Sustainability of community-managed projects in the North West Region of Cameroon
There is wide recognition among contemporary researchers that sustaining community-managed projects in rural areas remains a herculean challenge. Empirical evidence shows that about 65% of community-managed projects in sub-Saharan Africa including Cameroon are not sustainable. Community management is one of the strategies widely adopted by project providers at grassroots levels to ensure the sustainability of community projects, yet sustaining these projects after the depature of donor agency has remained a difficult task. It was in furtherance of this approach that this study set out to gain insights into why sustaining community-managed projects in the NWRC after being handed down to the grassroots has proven to be challenging despite the widespread popularity of community management as a bottom-top development strategy that allows grassroots community members to have overall support for their project ongoing operations.
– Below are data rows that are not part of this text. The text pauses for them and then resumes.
//! Token usage reported by a provider.
//!
//! Every provider dialect reports *cumulative* counters: a later usage
//! block supersedes an earlier one rather than adding to it. The
//! accumulator therefore overwrites [`Usage`] instead of summing it.
//! [`Add`] is still provided for callers aggregating across requests.

use std::ops::{Add, AddAssign};

use serde::{Deserialize, Serialize};

/// Token counts for a single request/response pair.
#[derive(Debug, Clone, PartialEq, Eq, Default, Serialize, Deserialize)]
pub struct Usage {
    /// Tokens consumed by the prompt (messages + system + tool defs).
    pub input_tokens: u64,
    /// Tokens produced by the model's response.
    pub output_tokens: u64,
    /// Total billed tokens. Provider-reported when available, otherwise
    /// `input_tokens + output_tokens`.
    pub total_tokens: u64,
    /// Tokens used for chain-of-thought reasoning, if reported.
    pub reasoning_tokens: Option<u64>,
    /// Tokens served from the provider's prompt cache.
    pub cache_read_tokens: Option<u64>,
    /// Tokens written into the provider's prompt cache.
    pub cache_write_tokens: Option<u64>,
}

impl Usage {
    /// Creates a usage record whose total is `input + output`.
    pub fn new(input_tokens: u64, output_tokens: u64) -> Self {
        Self {
            input_tokens,
            output_tokens,
            total_tokens: input_tokens.saturating_add(output_tokens),
            ..Self::default()
        }
    }

    /// Replaces the computed total with a provider-reported one.
    #[must_use]
    pub fn with_total(mut self, total: Option<u64>) -> Self {
        if let Some(total) = total {
            self.total_tokens = total;
        }
        self
    }

    /// Recomputes `total_tokens` from the input and output counters.
    pub fn recompute_total(&mut self) {
        self.total_tokens = self.input_tokens.saturating_add(self.output_tokens);
    }

    /// `true` when every counter is zero.
    pub fn is_empty(&self) -> bool {
        self.input_tokens == 0 && self.output_tokens == 0 && self.total_tokens == 0
    }
}

fn add_optional(a: Option<u64>, b: Option<u64>) -> Option<u64> {
    match (a, b) {
        (Some(x), Some(y)) => Some(x.saturating_add(y)),
        (Some(x), None) | (None, Some(x)) => Some(x),
        (None, None) => None,
    }
}

impl Add for Usage {
    type Output = Self;

    fn add(mut self, rhs: Self) -> Self {
        self += &rhs;
        self
    }
}

impl AddAssign for Usage {
    fn add_assign(&mut self, rhs: Self) {
        *self += &rhs;
    }
}

impl AddAssign<&Usage> for Usage {
    fn add_assign(&mut self, rhs: &Self) {
        self.input_tokens = self.input_tokens.saturating_add(rhs.input_tokens);
        self.output_tokens = self.output_tokens.saturating_add(rhs.output_tokens);
        self.total_tokens = self.total_tokens.saturating_add(rhs.total_tokens);
        self.reasoning_tokens = add_optional(self.reasoning_tokens, rhs.reasoning_tokens);
        self.cache_read_tokens = add_optional(self.cache_read_tokens, rhs.cache_read_tokens);
        self.cache_write_tokens = add_optional(self.cache_write_tokens, rhs.cache_write_tokens);
    }
}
The study was guided by five objectives, and data were collected through 4 focus group discussions held with projects end-users, 12 interviews granted to project committee staffs, traditional authorities and political elite. Additional data were gathered through a survey questionnaire administered to 77 respondents in the four chosen community-managed project sites, documentary review and on-the-spot appraisal of projects. Qualitative and quantitative analyses of the data paved the way for the drawing up of meaningful conclusions and suggestions of ways to improve the sustainability of community-managed projects in the NWRC.
What emerges from the data collected, analysed and interpreted enabled the study to conclude that the strategies adopted so far by community project providers in the NWRC were not effective. The implementation of these projects disregarded the traditional beliefs and practices of end-users and engendered loss of access to shrines, groves and forest-based or water-based resources without providing alternatives. The findings equally show that increasing temperature and reducing amount of rainfall result in a greater incidence of bushfires, which threaten the sustainability of some community-managed projects. Handing down project management to a local community is not synonymous with sustainability. If community-managed projects are to be sustainable, they require the project end-users to have a real sense of ownership and control over the project's ongoing operations as well as an increase in governance capacity and environmentally friendly practices.